(Beginning of Records to use)

//! Peer-access capability probing.
//!
//! The engine requires full-mesh peer accessibility: every device must be
//! able to map and directly read/write every other device's memory. The
//! probe is the seam where a platform-specific capability check plugs in;
//! the built-in [`UnifiedProbe`] reflects the host-threaded runtime, where
//! all simulated devices share one address space.

use crate::types::DeviceId;

/// Probes whether one device can directly address another's memory.
pub trait PeerProbe: Send + Sync {
    /// True if `device` can map and directly read/write `peer`'s memory.
    fn accessible(&self, device: DeviceId, peer: DeviceId) -> bool;
}

/// Full mesh: every simulated device lives in the host address space, so
/// every pair is mutually accessible.
#[derive(Debug, Clone, Copy, Default)]
pub struct UnifiedProbe;

impl PeerProbe for UnifiedProbe {
    fn accessible(&self, _device: DeviceId, _peer: DeviceId) -> bool {
        true
    }
}

/// Denies every pair. Exercises the fatal initialization path.
#[derive(Debug, Clone, Copy, Default)]
pub struct DenyAllProbe;

impl PeerProbe for DenyAllProbe {
    fn accessible(&self, _device: DeviceId, _peer: DeviceId) -> bool {
        false
    }
}

#[cfg(test)]
mod tests {
    use super::*;

    #[test]
    fn test_unified_probe_is_full_mesh() {
        let p = UnifiedProbe;
        for a in 0..4 {
            for b in 0..4 {
                assert!(p.accessible(a, b));
            }
        }
    }

    #[test]
    fn test_deny_all_probe() {
        assert!(!DenyAllProbe.accessible(0, 1));
    }
}
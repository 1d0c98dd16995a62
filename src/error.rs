use crate::types::DeviceId;

pub type Result<T> = std::result::Result<T, LinkError>;

#[derive(Debug, thiserror::Error)]
pub enum LinkError {
    #[error("engine is not initialized")]
    NotInitialized,

    #[error("invalid device id {device}: device count is {device_count}")]
    InvalidDevice {
        device: DeviceId,
        device_count: u32,
    },

    #[error("invalid device count {0}")]
    InvalidDeviceCount(u32),

    #[error("transfer of {bytes} bytes exceeds the 32-bit size field")]
    OversizedTransfer { bytes: usize },

    #[error("invalid config: {reason}")]
    InvalidConfig { reason: String },

    #[error("device {device} cannot directly access peer {peer} memory")]
    PeerAccessDenied { device: DeviceId, peer: DeviceId },

    #[error("device allocation of {bytes} bytes failed")]
    AllocFailed { bytes: usize },

    #[error("stream worker terminated unexpectedly")]
    StreamDead,

    #[error("I/O error: {0}")]
    Io(#[from] std::io::Error),
}

impl LinkError {
    /// Create an `InvalidConfig` error from any displayable reason.
    pub fn config(reason: impl Into<String>) -> Self {
        Self::InvalidConfig {
            reason: reason.into(),
        }
    }

    /// True for conditions that break the engine's preconditions (full-mesh
    /// peer access, valid device allocations). No later operation can
    /// succeed after one of these; callers are expected to abort.
    pub fn is_fatal(&self) -> bool {
        matches!(
            self,
            LinkError::PeerAccessDenied { .. } | LinkError::AllocFailed { .. }
        )
    }
}
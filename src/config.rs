//! Runtime-configurable tuning parameters for the engine.
//!
//! All values have defaults suitable for the host-threaded device runtime.
//! Override via environment variables (prefixed `PEERLINK_`) or by
//! constructing a custom `LinkConfig`.

use crate::error::{LinkError, Result};

/// Upper bound on the register block so the copy loop can keep its block in
/// a fixed-size local array.
pub const MAX_BLOCK_WORDS: usize = 32;

/// Tuning parameters for group execution and descriptor buffering.
///
/// `group_width` and `block_words` are the initialization-time counterparts
/// of what a statically specialized kernel would bake in as template
/// parameters; pick them per target.
#[derive(Debug, Clone)]
pub struct LinkConfig {
    /// Lanes per execution group. Minimum 2: one lane publishes receive
    /// readiness, one discovers the send target.
    pub group_width: usize,

    /// Wide (64-bit) words each lane moves per copy iteration. Must be even
    /// (the copy loop processes word pairs) and at most [`MAX_BLOCK_WORDS`].
    pub block_words: usize,

    /// Initial per-device descriptor buffer capacity, in descriptors.
    pub initial_work_items: usize,

    /// Opt-in handshake watchdog: abort a launch after this many failed
    /// polls of one exchange cell. `None` (the default) preserves the
    /// engine's contract that a missing counterpart descriptor hangs.
    pub spin_limit: Option<u64>,
}

impl Default for LinkConfig {
    fn default() -> Self {
        Self {
            group_width: 8,
            block_words: 16,
            initial_work_items: 8,
            spin_limit: None,
        }
    }
}

impl LinkConfig {
    /// Load config from environment variables, falling back to defaults.
    ///
    /// Recognized variables:
    /// - `PEERLINK_GROUP_WIDTH`
    /// - `PEERLINK_BLOCK_WORDS`
    /// - `PEERLINK_INITIAL_WORK_ITEMS`
    /// - `PEERLINK_SPIN_LIMIT`
    pub fn from_env() -> Self {
        let mut cfg = Self::default();

        if let Ok(v) = std::env::var("PEERLINK_GROUP_WIDTH") {
            if let Ok(n) = v.parse::<usize>() {
                cfg.group_width = n;
            }
        }
        if let Ok(v) = std::env::var("PEERLINK_BLOCK_WORDS") {
            if let Ok(n) = v.parse::<usize>() {
                cfg.block_words = n;
            }
        }
        if let Ok(v) = std::env::var("PEERLINK_INITIAL_WORK_ITEMS") {
            if let Ok(n) = v.parse::<usize>() {
                cfg.initial_work_items = n;
            }
        }
        if let Ok(v) = std::env::var("PEERLINK_SPIN_LIMIT") {
            if let Ok(n) = v.parse::<u64>() {
                cfg.spin_limit = Some(n);
            }
        }

        cfg
    }

    /// Check the invariants the copy loop and handshake rely on.
    pub fn validate(&self) -> Result<()> {
        if self.group_width < 2 {
            return Err(LinkError::config(format!(
                "group_width {} is below the minimum of 2",
                self.group_width
            )));
        }
        if self.block_words < 2 || self.block_words % 2 != 0 {
            return Err(LinkError::config(format!(
                "block_words {} must be even and at least 2",
                self.block_words
            )));
        }
        if self.block_words > MAX_BLOCK_WORDS {
            return Err(LinkError::config(format!(
                "block_words {} exceeds the maximum of {MAX_BLOCK_WORDS}",
                self.block_words
            )));
        }
        if self.initial_work_items == 0 {
            return Err(LinkError::config("initial_work_items must be nonzero"));
        }
        Ok(())
    }
}

#[cfg(test)]
mod tests {
    use super::*;

    #[test]
    fn test_default_is_valid() {
        LinkConfig::default().validate().unwrap();
    }

    #[test]
    fn test_rejects_narrow_group() {
        let cfg = LinkConfig {
            group_width: 1,
            ..Default::default()
        };
        assert!(cfg.validate().is_err());
    }

    #[test]
    fn test_rejects_odd_block() {
        let cfg = LinkConfig {
            block_words: 7,
            ..Default::default()
        };
        assert!(cfg.validate().is_err());
    }

    #[test]
    fn test_rejects_oversized_block() {
        let cfg = LinkConfig {
            block_words: MAX_BLOCK_WORDS + 2,
            ..Default::default()
        };
        assert!(cfg.validate().is_err());
    }

    #[test]
    fn test_rejects_zero_work_items() {
        let cfg = LinkConfig {
            initial_work_items: 0,
            ..Default::default()
        };
        assert!(cfg.validate().is_err());
    }
}
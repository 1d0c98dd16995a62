/// Identifier of a participating device (0-indexed, dense).
pub type DeviceId = u32;

/// Machine word size used for host/device descriptor traffic and for the
/// wide copy pass.
pub const WORD_BYTES: usize = std::mem::size_of::<u64>();
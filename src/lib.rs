//! Minimal peer-to-peer data-exchange engine for multi-accelerator systems.
//!
//! `peerlink` moves bulk buffers directly between per-device memory spaces
//! over a peer interconnect, bypassing a general-purpose collective library.
//! Callers drive it with three operations: initialize the engine once,
//! enqueue any number of directed exchanges per device per round, and
//! launch each device's batch on that device's [`Stream`]. Each queued
//! exchange is executed by an independent group of lanes running a
//! lock-free handshake over peer-visible exchange cells, a strided bulk
//! copy written one-sided into the peer's memory, and a completion
//! rendezvous, so once a stream is synchronized both ends of every
//! exchange are known to have landed.
//!
//! Collectives are not primitives here; compose them from repeated
//! point-to-point rounds. A descriptor whose counterpart was never queued
//! on the peer spins forever, by contract.

pub mod config;
pub mod descriptor;
pub mod device;
pub mod engine;
pub mod error;
pub mod exchange;
mod kernel;
pub mod types;

pub use config::LinkConfig;
pub use device::{DenyAllProbe, DeviceBuffer, PeerProbe, Stream, UnifiedProbe};
pub use engine::CommEngine;
pub use error::{LinkError, Result};
pub use types::DeviceId;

(End of Records to use)

## Assignment
Beginning at the line that holds "was never queued", reproduce each line of the records above down to and including the last one.

## Response to the task
//! point-to-point rounds. A descriptor whose counterpart was never queued
//! on the peer spins forever, by contract.

pub mod config;
pub mod descriptor;
pub mod device;
pub mod engine;
pub mod error;
pub mod exchange;
mod kernel;
pub mod types;

pub use config::LinkConfig;
pub use device::{DenyAllProbe, DeviceBuffer, PeerProbe, Stream, UnifiedProbe};
pub use engine::CommEngine;
pub use error::{LinkError, Result};
pub use types::DeviceId;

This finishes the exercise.